En la segunda parte se describe cómo tras la Segunda Guerra Mundial, lo que en principio había sido la aspiración común que daba nombre a unos partidos (la democracia social), pasó a ser un modelo de sociedad que, sin duda con variantes significativas, se extendió por Europa occidental y algunos países de colonización europea. En este sentido se argumentará que lo que define a la socialdemocracia como propuesta política, en la actualidad, no son los orígenes obreros de los partidos, sino la defensa de ese modelo de sociedad, aunque no se pueda ignorar la importancia del apoyo de las organizaciones de trabajadores para el proyecto socialdemócrata, pese a algunas propuestas que sólo ven a esas organizaciones como un obstáculo para su peculiar visión de la “modernización”.
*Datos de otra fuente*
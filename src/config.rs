//! Construction parameters for arrays and heaps

use crate::traits::Polarity;

/// Growth block the heap gives its backing array unless told otherwise
pub const DEFAULT_HEAP_GROWTH_BLOCK: usize = 10;

/// Sizing of a [`GrowableArray`](crate::growable_array::GrowableArray)
///
/// `growth_block == 0` marks a fixed-capacity array: appends past
/// `initial_capacity` fail with [`Error::Overflow`](crate::Error::Overflow)
/// and the array never shrinks.
#[derive(Debug, Clone, Copy, PartialEq, Eq)]
pub struct ArrayConfig {
    /// Slots allocated up front; capacity never shrinks below this
    pub initial_capacity: usize,
    /// Capacity delta used on grow and shrink
    pub growth_block: usize,
}

impl ArrayConfig {
    /// A fixed-capacity array of `capacity` slots
    pub fn fixed(capacity: usize) -> Self {
        Self {
            initial_capacity: capacity,
            growth_block: 0,
        }
    }

    /// An array starting at `capacity` slots, growing and shrinking by `growth_block`
    pub fn growable(capacity: usize, growth_block: usize) -> Self {
        Self {
            initial_capacity: capacity,
            growth_block,
        }
    }

    /// Returns true if the array can never grow
    pub fn is_fixed(&self) -> bool {
        self.growth_block == 0
    }
}

impl Default for ArrayConfig {
    fn default() -> Self {
        Self::growable(16, 16)
    }
}

/// Sizing and orientation of a [`BinaryHeap`](crate::binary_heap::BinaryHeap)
#[derive(Debug, Clone, Copy, PartialEq, Eq)]
pub struct HeapConfig {
    /// Expected number of elements; becomes the backing array's initial capacity
    pub capacity_hint: usize,
    /// Growth block of the backing array (0 = fixed capacity)
    pub growth_block: usize,
    /// Heap orientation
    pub polarity: Polarity,
}

impl HeapConfig {
    pub fn new(capacity_hint: usize, polarity: Polarity) -> Self {
        Self {
            capacity_hint,
            growth_block: DEFAULT_HEAP_GROWTH_BLOCK,
            polarity,
        }
    }

    /// Overrides the backing array's growth block
    pub fn with_growth_block(mut self, growth_block: usize) -> Self {
        self.growth_block = growth_block;
        self
    }

    /// The backing array configuration this heap config implies
    pub fn array_config(&self) -> ArrayConfig {
        ArrayConfig::growable(self.capacity_hint, self.growth_block)
    }
}
// Copyright (c) 2026 - present Chronicle contributors
// SPDX-License-Identifier: MIT

//! chronicle-history: canonical commit records and Markdown reports
//!
//! This library crate defines the backend-independent [`CommitRecord`]
//! shape that both the local Git and GitHub backends normalize into, and
//! the pure functions that render and incrementally update the Markdown
//! history report built from those records.

#![warn(missing_docs)]

//! # Example
//!
//! ```
//! use chronicle_history::{markdown, CommitRecord};
//!
//! let records = vec![CommitRecord::new(
//!     "abc1234",
//!     "Ada",
//!     "2026-03-02T10:30:00Z",
//!     "feat: add parser\n\nDetails.",
//! )];
//! let report = markdown::generate(&records);
//! assert!(report.starts_with("# Commit History"));
//! ```

pub mod markdown;
pub mod record;

pub use markdown::HISTORY_HEADING;
pub use record::{CommitRecord, CommitStats, FileDiff, MAX_FILES, MAX_PATCH_CHARS, NO_PATCH};

/// Re-export commonly used types
pub mod prelude {
    pub use crate::markdown::{generate, merge};
    pub use crate::record::{CommitRecord, CommitStats, FileDiff};
}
En la tercera parte se analizan el ascenso y la crisis del ciclo conservador que comenzó a finales de los años ochenta como consecuencia de la crisis económica provocada por el choque del petróleo de 1973 y del creciente peso de la economía financiera frente a la economía productiva. Se tratará de argumentar en primer lugar que la crisis que comenzó en 2007 revela las debilidades del modelo neoliberal. Fue el retroceso del ingreso medio frente a las rentas altas lo que condujo, para evitar un estancamiento de la economía, a una política de excesiva liquidez monetaria, que ha fomentado el endeudamiento y ha provocado la burbuja hipotecaria. Consiguientemente, se puede pensar que el modelo socialdemócrata de sociedad, con una evolución más justa de los salarios, es superior y ofrece una alternativa a la crisis del neoliberalismo.
En la cuarta parte se pretende analizar cómo, aunque la crisis actual significa una nueva actualidad del proyecto socialdemócrata, existen notables obstáculos para el protagonismo político de los partidos e ideas socialdemócratas.
Por un lado, a consecuencia de los cambios sociales y en los medios de comunicación, las identidades políticas ya no tienen el mismo peso que en el periodo de posguerra. Y por otro, es más reducido el peso de la gran industria en la economía, cuando históricamente ha sido la base sociológica de la solidaridad. Así, para reconstruir la alianza de los trabajadores con la clase media —que fue clave en la construcción del modelo socialdemócrata de posguerra— se requiere un nuevo discurso político dirigido a una sociedad más individualizada y formada por individuos con intereses diversos, sin por ello olvidar a los colectivos que son, por decirlo así, las bases naturales de la socialdemocracia.